A generation ago, most viewed procreation as a vital reason
to marry, but that’s no longer the case. The Centers for Disease Control and
Prevention reports that a record four out of 10 births are to unwed women.
Spurlock believes the widespread acceptance of divorce
towers above other threats to marriage. The median age for a first divorce in
this country is 30.5 for men and 29 for women.
“The devastation that happens with kids in the course of a
divorce often seems to repeat itself in the next generation,” Spurlock says.
“Divorce wrecks the home life of kids. Emotionally, it leaves scars that are
carried into other relationships. The wounds of infidelity or pornography are
damaging, but they can be healed. Divorce is more like an amputation.”

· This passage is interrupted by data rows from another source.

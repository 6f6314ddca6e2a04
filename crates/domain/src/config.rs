//! Service configuration loaded from environment variables.

use std::time::Duration;

use sequence::PostgresSequenceCounter;
use tracing::info;
use tracing_subscriber::EnvFilter;
use tracing_subscriber::layer::SubscriberExt;
use tracing_subscriber::util::SubscriberInitExt;

/// Order service configuration with sensible defaults.
///
/// Reads from environment variables:
/// - `ORDER_COUNTER_TIMEOUT_MS`: sequence counter timeout (default: `2000`)
/// - `ORDER_CATALOG_TIMEOUT_MS`: catalog lookup timeout (default: `2000`)
/// - `ORDER_REPOSITORY_TIMEOUT_MS`: repository timeout (default: `5000`)
/// - `RUST_LOG`: tracing filter directive (default: `"info"`)
/// - `DATABASE_URL`: Postgres connection string for the counter store (optional)
#[derive(Debug, Clone)]
pub struct ServiceConfig {
    pub counter_timeout: Duration,
    pub catalog_timeout: Duration,
    pub repository_timeout: Duration,
    pub log_level: String,
    pub database_url: Option<String>,
}

fn millis_from_env(name: &str, default: u64) -> Duration {
    let millis = std::env::var(name)
        .ok()
        .and_then(|v| v.parse().ok())
        .unwrap_or(default);
    Duration::from_millis(millis)
}

impl ServiceConfig {
    /// Loads configuration from environment variables, falling back to defaults.
    pub fn from_env() -> Self {
        Self {
            counter_timeout: millis_from_env("ORDER_COUNTER_TIMEOUT_MS", 2000),
            catalog_timeout: millis_from_env("ORDER_CATALOG_TIMEOUT_MS", 2000),
            repository_timeout: millis_from_env("ORDER_REPOSITORY_TIMEOUT_MS", 5000),
            log_level: std::env::var("RUST_LOG").unwrap_or_else(|_| "info".to_string()),
            database_url: std::env::var("DATABASE_URL").ok(),
        }
    }

    /// Sets all three collaborator timeouts at once.
    pub fn with_timeouts(mut self, timeout: Duration) -> Self {
        self.counter_timeout = timeout;
        self.catalog_timeout = timeout;
        self.repository_timeout = timeout;
        self
    }

    /// Connects a Postgres sequence counter to `database_url` and runs the
    /// migrations.
    ///
    /// Returns `None` when no database is configured.
    pub async fn connect_counter(&self) -> Option<sequence::Result<PostgresSequenceCounter>> {
        let url = self.database_url.as_deref()?;
        Some(connect_and_migrate(url).await)
    }

    /// Installs a global `fmt` subscriber filtered by `RUST_LOG`, falling back
    /// to the configured level.
    ///
    /// Fails if a global subscriber is already installed.
    pub fn init_tracing(&self) -> Result<(), tracing_subscriber::util::TryInitError> {
        tracing_subscriber::registry()
            .with(
                EnvFilter::try_from_default_env()
                    .unwrap_or_else(|_| EnvFilter::new(&self.log_level)),
            )
            .with(tracing_subscriber::fmt::layer())
            .try_init()
    }
}

async fn connect_and_migrate(url: &str) -> sequence::Result<PostgresSequenceCounter> {
    let counter = PostgresSequenceCounter::connect(url).await?;
    counter.run_migrations().await?;
    info!("sequence counter connected");
    Ok(counter)
}

impl Default for ServiceConfig {
    fn default() -> Self {
        Self {
            counter_timeout: Duration::from_millis(2000),
            catalog_timeout: Duration::from_millis(2000),
            repository_timeout: Duration::from_millis(5000),
            log_level: "info".to_string(),
            database_url: None,
        }
    }
}
//! Order persistence port.

use std::collections::HashMap;
use std::sync::Arc;
use std::sync::atomic::{AtomicBool, AtomicUsize, Ordering};
use std::time::Duration;

use async_trait::async_trait;
use common::{ClientId, CraftsmanId, MerchantId, OrderId};
use thiserror::Error;
use tokio::sync::RwLock;

use super::{Order, OrderStatus};

/// Errors returned by an order repository.
#[derive(Debug, Clone, Error, PartialEq, Eq)]
pub enum RepositoryError {
    #[error("Order not found: {0}")]
    NotFound(OrderId),

    /// A uniqueness constraint was violated.
    #[error("Conflict: {0}")]
    Conflict(String),

    /// The storage backend failed.
    #[error("Repository backend error: {0}")]
    Backend(String),
}

/// Builder for order listing filters.
///
/// Unset fields match every order.
#[derive(Debug, Clone, Default, PartialEq, Eq)]
pub struct OrderFilter {
    /// Filter by merchant.
    pub merchant_id: Option<MerchantId>,

    /// Filter by client.
    pub client_id: Option<ClientId>,

    /// Filter by status.
    pub status: Option<OrderStatus>,

    /// Filter by assigned craftsman.
    pub craftsman_id: Option<CraftsmanId>,

    /// Maximum number of orders to return.
    pub limit: Option<usize>,

    /// Number of orders to skip.
    pub offset: Option<usize>,
}

impl OrderFilter {
    /// Creates a filter matching every order.
    pub fn new() -> Self {
        Self::default()
    }

    /// Creates a filter for one merchant's orders.
    pub fn for_merchant(merchant_id: MerchantId) -> Self {
        Self {
            merchant_id: Some(merchant_id),
            ..Default::default()
        }
    }

    pub fn client(mut self, client_id: ClientId) -> Self {
        self.client_id = Some(client_id);
        self
    }

    pub fn status(mut self, status: OrderStatus) -> Self {
        self.status = Some(status);
        self
    }

    pub fn craftsman(mut self, craftsman_id: CraftsmanId) -> Self {
        self.craftsman_id = Some(craftsman_id);
        self
    }

    /// Limits the number of results.
    pub fn limit(mut self, limit: usize) -> Self {
        self.limit = Some(limit);
        self
    }

    /// Skips the first `offset` results.
    pub fn offset(mut self, offset: usize) -> Self {
        self.offset = Some(offset);
        self
    }

    /// Returns true if the order satisfies every set criterion.
    pub fn matches(&self, order: &Order) -> bool {
        self.merchant_id.is_none_or(|id| order.merchant_id == id)
            && self.client_id.is_none_or(|id| order.client_id == id)
            && self.status.is_none_or(|status| order.status == status)
            && self
                .craftsman_id
                .is_none_or(|id| order.craftsmen_ids.contains(&id))
    }
}

/// Storage for orders.
#[async_trait]
pub trait OrderRepository: Send + Sync {
    /// Lists orders matching the filter, ordered by number.
    async fn get_orders(&self, filter: &OrderFilter) -> Result<Vec<Order>, RepositoryError>;

    async fn get_order_by_id(&self, id: OrderId) -> Result<Option<Order>, RepositoryError>;

    /// Inserts a new order and returns it with its id assigned.
    async fn create_order(&self, order: Order) -> Result<Order, RepositoryError>;

    /// Replaces a stored order.
    async fn update_order_by_id(
        &self,
        id: OrderId,
        order: Order,
    ) -> Result<Order, RepositoryError>;
}

#[derive(Debug, Default)]
struct InMemoryOrderState {
    orders: HashMap<OrderId, Order>,
    delay: Option<Duration>,
}

/// In-memory order repository for tests and local wiring.
#[derive(Debug, Clone, Default)]
pub struct InMemoryOrderRepository {
    state: Arc<RwLock<InMemoryOrderState>>,
    calls: Arc<AtomicUsize>,
    fail: Arc<AtomicBool>,
}

impl InMemoryOrderRepository {
    pub fn new() -> Self {
        Self::default()
    }

    /// Makes every call fail with a backend error.
    pub fn set_fail(&self, fail: bool) {
        self.fail.store(fail, Ordering::SeqCst);
    }

    /// Delays every call by `delay`.
    pub async fn set_delay(&self, delay: Option<Duration>) {
        self.state.write().await.delay = delay;
    }

    /// Returns the number of calls received so far.
    pub fn call_count(&self) -> usize {
        self.calls.load(Ordering::SeqCst)
    }

    /// Returns the number of stored orders.
    pub async fn len(&self) -> usize {
        self.state.read().await.orders.len()
    }

    pub async fn is_empty(&self) -> bool {
        self.len().await == 0
    }

    async fn enter(&self) -> Result<(), RepositoryError> {
        self.calls.fetch_add(1, Ordering::SeqCst);
        let delay = self.state.read().await.delay;
        if let Some(delay) = delay {
            tokio::time::sleep(delay).await;
        }
        if self.fail.load(Ordering::SeqCst) {
            return Err(RepositoryError::Backend("storage offline".to_string()));
        }
        Ok(())
    }
}

#[async_trait]
impl OrderRepository for InMemoryOrderRepository {
    async fn get_orders(&self, filter: &OrderFilter) -> Result<Vec<Order>, RepositoryError> {
        self.enter().await?;
        let state = self.state.read().await;

        let mut orders: Vec<Order> = state
            .orders
            .values()
            .filter(|order| filter.matches(order))
            .cloned()
            .collect();
        orders.sort_by_key(|order| order.number);

        let offset = filter.offset.unwrap_or(0);
        let limit = filter.limit.unwrap_or(usize::MAX);
        Ok(orders.into_iter().skip(offset).take(limit).collect())
    }

    async fn get_order_by_id(&self, id: OrderId) -> Result<Option<Order>, RepositoryError> {
        self.enter().await?;
        Ok(self.state.read().await.orders.get(&id).cloned())
    }

    async fn create_order(&self, mut order: Order) -> Result<Order, RepositoryError> {
        self.enter().await?;
        let mut state = self.state.write().await;

        let same_merchant = state
            .orders
            .values()
            .filter(|stored| stored.merchant_id == order.merchant_id);
        for stored in same_merchant {
            if stored.number == order.number {
                return Err(RepositoryError::Conflict(format!(
                    "order number {} already exists",
                    order.number
                )));
            }
            if stored.reference == order.reference {
                return Err(RepositoryError::Conflict(format!(
                    "order reference {} already exists",
                    order.reference
                )));
            }
        }

        let id = OrderId::new();
        order.id = Some(id);
        state.orders.insert(id, order.clone());
        Ok(order)
    }

    async fn update_order_by_id(
        &self,
        id: OrderId,
        mut order: Order,
    ) -> Result<Order, RepositoryError> {
        self.enter().await?;
        let mut state = self.state.write().await;

        let stored = state
            .orders
            .get_mut(&id)
            .ok_or(RepositoryError::NotFound(id))?;
        order.id = Some(id);
        *stored = order.clone();
        Ok(order)
    }
}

Andrew J. Cherlin, author of The Marriage-Go-Round: The
State of Marriage and the Family in America Today, concurs that the carousel of
relationships of parents is particularly damaging to children’s emotional
development and undermines a sense of security and trust. About 60 percent of
children born to cohabitating parents see them split up by the time they reach
10 years old, he reports.
“Some children seem to have difficulty adjusting to a series
of parents and parents’ partners moving in and out of their home,” Cherlin
writes.
Spurlock urges couples contemplating giving up on marriage
to not be afraid to seek mentoring help from solid older couples in their
church or professional counselors. Such guidance may help put the marriage in
perspective, Spurlock says.
“In marriage, sometimes the spotlight of the heart shifts
onto what disappoints us about our spouse,” Spurlock says. “As discontentment
grows, attraction fades and eventually fades to coldness. The reality of what
characteristics attract us to other people is that they are also the qualities
that attracted us to our spouse.”
Thus, innocent attraction can grow improperly into affection
that becomes obsession.
“Even through the bad times in a marriage, God is able to
use difficulties to mold us in His image,” Spurlock says.
JOHN W. KENNEDY is news editor of the Pentecostal Evangel.